Day 3 — Percentiles and Quantiles: Understanding Data Distributions

*Understanding where your data sits! *

Introduction

Percentiles and quantiles are fundamental tools for understanding data distributions. They tell us where values sit relative to the rest of the data, providing robust measures that resist outliers and work well with transformations.

In a nutshell:

Percentiles describe "how far up the data" a value sits. They come from the empirical CDF (ECDF) and order statistics. They are robust to outliers compared to means, and they behave nicely under monotone transforms (e.g., rescaling). Knowing your quantile definition (interpolation rule) matters because different tools use slightly different formulas.

What is a Percentile?

The p‑th percentile (e.g., p = 0.8 for the 80th) is a value such that p (≈ 80%) of the data are at or below it.
We get percentiles from the empirical CDF:
ECDF: Fₙ(x) = (1/n) · number of sample values ≤ x
Quantile (left inverse of CDF): Q(p) = inf { x : F(x) ≥ p } (for the ECDF, we get an empirical quantile)

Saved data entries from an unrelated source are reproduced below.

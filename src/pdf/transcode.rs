//! Image transcoder
//!
//! Decodes one embedded image, downsamples it when it is larger than the
//! configured limit, flattens it to RGB and re-encodes it as JPEG. Every
//! failure is returned as an [`ImageError`] so the caller can skip the image.

use std::sync::mpsc::{self, RecvTimeoutError};
use std::thread;
use std::time::Duration;

use image::imageops::FilterType;
use image::{DynamicImage, GrayImage, ImageFormat, RgbImage};

use crate::config::defaults::MAX_IMAGE_PIXELS;
use crate::error::ImageError;

/// Color model of raw (non-JPEG) pixel data
#[derive(Debug, Clone, Copy, PartialEq, Eq)]
pub enum DeviceColor {
    Gray,
    Rgb,
    Cmyk,
}

impl DeviceColor {
    pub fn components(self) -> usize {
        match self {
            DeviceColor::Gray => 1,
            DeviceColor::Rgb => 3,
            DeviceColor::Cmyk => 4,
        }
    }

    /// Append one pixel, given in this color model, to an RGB buffer
    fn push_rgb(self, components: &[u8], out: &mut Vec<u8>) {
        match self {
            DeviceColor::Gray => out.extend_from_slice(&[components[0]; 3]),
            DeviceColor::Rgb => out.extend_from_slice(&components[..3]),
            DeviceColor::Cmyk => {
                let k = 1.0 - components[3] as f32 / 255.0;
                for &ink in &components[..3] {
                    let value = (1.0 - ink as f32 / 255.0) * k * 255.0;
                    out.push(value.round() as u8);
                }
            }
        }
    }
}

/// How raw pixel bytes map to colors
#[derive(Debug, Clone, PartialEq, Eq)]
pub enum ColorSpec {
    Device(DeviceColor),
    /// One byte per pixel indexing into a palette of `base` colors
    Indexed { base: DeviceColor, palette: Vec<u8> },
}

/// Encoded payload of an embedded image
#[derive(Debug, Clone)]
pub enum ImageData {
    /// A complete JPEG file (`DCTDecode` stream)
    Jpeg(Vec<u8>),
    /// Unfiltered samples, 8 bits per component, row-major
    Pixels { color: ColorSpec, bytes: Vec<u8> },
}

/// An embedded image as lifted out of the document
#[derive(Debug, Clone)]
pub struct RawImage {
    pub width: u32,
    pub height: u32,
    pub data: ImageData,
}

/// Limits applied while transcoding
#[derive(Debug, Clone, Copy, PartialEq, Eq)]
pub struct TranscodeParams {
    /// Longest side, in pixels, the output may have
    pub max_side: u32,
    pub jpeg_quality: u8,
}

/// A successfully re-encoded image
#[derive(Debug, Clone)]
pub struct TranscodedImage {
    /// JPEG file bytes
    pub data: Vec<u8>,
    pub width: u32,
    pub height: u32,
    pub resized: bool,
}

/// Output dimensions for an image, or `None` when it already fits.
///
/// Images are never upscaled. When the longest side exceeds `max_side` both
/// sides are scaled by `max_side / longest`, rounding down, never below 1.
pub fn target_dimensions(width: u32, height: u32, max_side: u32) -> Option<(u32, u32)> {
    let longest = width.max(height);
    if longest <= max_side {
        return None;
    }

    let scale = |side: u32| (side as u64 * max_side as u64 / longest as u64).max(1) as u32;
    Some((scale(width), scale(height)))
}

/// Decode, downsample and re-encode one image
pub fn transcode(raw: &RawImage, params: &TranscodeParams) -> Result<TranscodedImage, ImageError> {
    let decoded = decode(raw)?;

    let (resized, image) = match target_dimensions(decoded.width(), decoded.height(), params.max_side) {
        Some((width, height)) => (
            true,
            decoded.resize_exact(width, height, FilterType::Lanczos3),
        ),
        None => (false, decoded),
    };

    let rgb = flatten_to_rgb(image);
    let (width, height) = rgb.dimensions();
    let data = encode_jpeg(&rgb, params.jpeg_quality)?;

    Ok(TranscodedImage {
        data,
        width,
        height,
        resized,
    })
}

/// Run [`transcode`] on a worker thread, giving up after `budget`.
///
/// A worker that overruns is abandoned; its result is discarded when it
/// eventually finishes. A panicking decoder surfaces as `WorkerFailed`.
pub fn transcode_within(
    raw: RawImage,
    params: TranscodeParams,
    budget: Option<Duration>,
) -> Result<TranscodedImage, ImageError> {
    let (sender, receiver) = mpsc::channel();

    thread::Builder::new()
        .name("pdf-squeeze-transcode".to_string())
        .spawn(move || {
            let _ = sender.send(transcode(&raw, &params));
        })
        .map_err(|e| ImageError::WorkerFailed(e.to_string()))?;

    match budget {
        Some(limit) => match receiver.recv_timeout(limit) {
            Ok(outcome) => outcome,
            Err(RecvTimeoutError::Timeout) => Err(ImageError::TimedOut(limit)),
            Err(RecvTimeoutError::Disconnected) => Err(worker_died()),
        },
        None => receiver.recv().unwrap_or_else(|_| Err(worker_died())),
    }
}

fn worker_died() -> ImageError {
    ImageError::WorkerFailed("transcoder stopped without a result".to_string())
}

fn decode(raw: &RawImage) -> Result<DynamicImage, ImageError> {
    let pixels = raw.width as u64 * raw.height as u64;
    if pixels > MAX_IMAGE_PIXELS {
        return Err(ImageError::Decode(format!(
            "{}x{} exceeds the {} pixel limit",
            raw.width, raw.height, MAX_IMAGE_PIXELS
        )));
    }

    match &raw.data {
        ImageData::Jpeg(bytes) => image::load_from_memory_with_format(bytes, ImageFormat::Jpeg)
            .map_err(|e| ImageError::Decode(e.to_string())),
        ImageData::Pixels { color, bytes } => {
            pixels_to_image(raw.width, raw.height, color, bytes)
        }
    }
}

fn pixels_to_image(
    width: u32,
    height: u32,
    color: &ColorSpec,
    bytes: &[u8],
) -> Result<DynamicImage, ImageError> {
    if width == 0 || height == 0 {
        return Err(ImageError::Decode("image has no pixels".to_string()));
    }
    let pixels = width as usize * height as usize;

    match color {
        ColorSpec::Device(DeviceColor::Gray) => {
            let samples = take(bytes, pixels)?.to_vec();
            GrayImage::from_raw(width, height, samples)
                .map(DynamicImage::ImageLuma8)
                .ok_or_else(|| ImageError::Decode("grayscale buffer mismatch".to_string()))
        }
        ColorSpec::Device(DeviceColor::Rgb) => {
            let samples = take(bytes, pixels * 3)?.to_vec();
            rgb_image(width, height, samples)
        }
        ColorSpec::Device(DeviceColor::Cmyk) => {
            let mut rgb = Vec::with_capacity(pixels * 3);
            for pixel in take(bytes, pixels * 4)?.chunks_exact(4) {
                DeviceColor::Cmyk.push_rgb(pixel, &mut rgb);
            }
            rgb_image(width, height, rgb)
        }
        ColorSpec::Indexed { base, palette } => {
            let n = base.components();
            let mut rgb = Vec::with_capacity(pixels * 3);
            for &index in take(bytes, pixels)? {
                let start = index as usize * n;
                let entry = palette.get(start..start + n).ok_or_else(|| {
                    ImageError::Decode(format!("palette index {} out of range", index))
                })?;
                base.push_rgb(entry, &mut rgb);
            }
            rgb_image(width, height, rgb)
        }
    }
}

fn take(bytes: &[u8], len: usize) -> Result<&[u8], ImageError> {
    bytes.get(..len).ok_or_else(|| {
        ImageError::Decode(format!(
            "expected {} bytes of samples, found {}",
            len,
            bytes.len()
        ))
    })
}

fn rgb_image(width: u32, height: u32, samples: Vec<u8>) -> Result<DynamicImage, ImageError> {
    RgbImage::from_raw(width, height, samples)
        .map(DynamicImage::ImageRgb8)
        .ok_or_else(|| ImageError::Decode("RGB buffer mismatch".to_string()))
}

/// JPEG has no alpha or palette; any transparency is dropped here for good.
fn flatten_to_rgb(image: DynamicImage) -> RgbImage {
    match image {
        DynamicImage::ImageRgb8(rgb) => rgb,
        other => other.to_rgb8(),
    }
}

fn encode_jpeg(rgb: &RgbImage, quality: u8) -> Result<Vec<u8>, ImageError> {
    let (width, height) = rgb.dimensions();
    let (w, h) = match (u16::try_from(width), u16::try_from(height)) {
        (Ok(w), Ok(h)) => (w, h),
        _ => {
            return Err(ImageError::Encode(format!(
                "{}x{} is too large for JPEG",
                width, height
            )))
        }
    };

    let mut jpeg_bytes = Vec::new();
    let mut encoder = jpeg_encoder::Encoder::new(&mut jpeg_bytes, quality);
    encoder.set_sampling_factor(jpeg_encoder::SamplingFactor::R_4_2_0);
    encoder.set_optimized_huffman_tables(true);
    encoder
        .encode(rgb.as_raw(), w, h, jpeg_encoder::ColorType::Rgb)
        .map_err(|e| ImageError::Encode(e.to_string()))?;

    Ok(jpeg_bytes)
}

In simple terms: sort your data; the p‑th percentile is somewhere at the p‑fraction along that sorted list.

Order Statistics (the building blocks)

Sort your n values: x(1) ≤ x(2) ≤ … ≤ x(n)
These sorted values are "order statistics."
Quantiles are determined by positions along this sorted list (possibly between two entries with interpolation).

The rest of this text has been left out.